Solar models show that this period would be about the same temperature, or slightly cooler see: http://lasp.colorado.edu/sorce/news/2012ScienceMeeting/docs/presentations/S2-03_Scafetta_SORCE.pdf Until people are really understanding the basis of the cycles then you can’t take chances with global warming. In this case it is better err on the side caution.

JBJ
February 9, 2014 8:02 am

Ted Clayton says:
February 8, 2014 at 4:42 pm
The Contributions of JBJ
Thanks Ted … I’m glad you enjoyed them 🙂

February 9, 2014 8:57 am

The “pause” (already a rationalization) is a perfect fit to Taleb’s Black Swan Theory:
http://en.wikipedia.org/wiki/Black_swan_theory
“Identifying a black swan event -Based on the author’s criteria:
1)The event is a surprise (to the observer).
2) The event has a major effect.
3) After the first recorded instance of the event, it is rationalized by hindsight, as if it could have been expected; that is, the relevant data were available but unaccounted for in risk mitigation programs.
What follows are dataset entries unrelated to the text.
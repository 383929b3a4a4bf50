//! Redacting wrapper for secrets held in settings

use schemars::JsonSchema;
use secrecy::{ExposeSecret, SecretString};
use serde::{Deserialize, Serialize};

/// A password that never shows up in logs or serialized settings
///
/// # Example
///
/// ```rust
/// use sluice_sink::SensitiveString;
///
/// let password = SensitiveString::new("hunter2");
/// assert_eq!(format!("{:?}", password), "[REDACTED]");
/// assert_eq!(password.expose_secret(), "hunter2");
/// ```
#[derive(Clone)]
pub struct SensitiveString(SecretString);

impl SensitiveString {
    /// Wrap a secret value
    pub fn new(value: impl Into<String>) -> Self {
        Self(SecretString::new(value.into().into_boxed_str()))
    }

    /// The secret itself; only for handing to the driver
    pub fn expose_secret(&self) -> &str {
        self.0.expose_secret()
    }
}

impl std::fmt::Debug for SensitiveString {
    fn fmt(&self, f: &mut std::fmt::Formatter<'_>) -> std::fmt::Result {
        write!(f, "[REDACTED]")
    }
}

impl std::fmt::Display for SensitiveString {
    fn fmt(&self, f: &mut std::fmt::Formatter<'_>) -> std::fmt::Result {
        write!(f, "[REDACTED]")
    }
}

impl PartialEq for SensitiveString {
    fn eq(&self, other: &Self) -> bool {
        self.expose_secret() == other.expose_secret()
    }
}

impl From<String> for SensitiveString {
    fn from(value: String) -> Self {
        Self::new(value)
    }
}

impl From<&str> for SensitiveString {
    fn from(value: &str) -> Self {
        Self::new(value)
    }
}

/// Serialized settings never carry the secret
impl Serialize for SensitiveString {
    fn serialize<S: serde::Serializer>(&self, serializer: S) -> Result<S::Ok, S::Error> {
        serializer.serialize_str("***REDACTED***")
    }
}

impl<'de> Deserialize<'de> for SensitiveString {
    fn deserialize<D: serde::Deserializer<'de>>(deserializer: D) -> Result<Self, D::Error> {
        String::deserialize(deserializer).map(Self::new)
    }
}

impl JsonSchema for SensitiveString {
    fn schema_name() -> String {
        "SensitiveString".to_string()
    }

    fn json_schema(gen: &mut schemars::gen::SchemaGenerator) -> schemars::schema::Schema {
        let mut schema = gen.subschema_for::<String>();
        if let schemars::schema::Schema::Object(obj) = &mut schema {
            obj.format = Some("password".to_string());
            obj.metadata().description =
                Some("Database password. Redacted in logs and serialized output.".to_string());
        }
        schema
    }
}

#[cfg(test)]
mod tests {
    use super::*;

    #[test]
    fn test_redacted_in_debug_and_display() {
        let secret = SensitiveString::new("s3cret");
        assert_eq!(format!("{:?}", secret), "[REDACTED]");
        assert_eq!(secret.to_string(), "[REDACTED]");
    }

    #[test]
    fn test_serialize_hides_value() {
        let json = serde_json::to_string(&SensitiveString::from("s3cret")).unwrap();
        assert_eq!(json, "\"***REDACTED***\"");
    }

    #[test]
    fn test_deserialize_keeps_value() {
        let secret: SensitiveString = serde_json::from_str("\"s3cret\"").unwrap();
        assert_eq!(secret.expose_secret(), "s3cret");
    }
}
The same is true for the personal perception by individuals.

Ted Clayton
February 9, 2014 9:08 am

Brian T. Johnston said February 8, 2014 at 10:26 pm;

Solar models show that this period would be about the same temperature, or slightly cooler see: http://lasp.colorado.edu/sorce/news/2012ScienceMeeting/docs/presentations/S2-03_Scafetta_SORCE.pdf Until people are really understanding the basis of the cycles then you can’t take chances with global warming. In this case it is better err on the side caution.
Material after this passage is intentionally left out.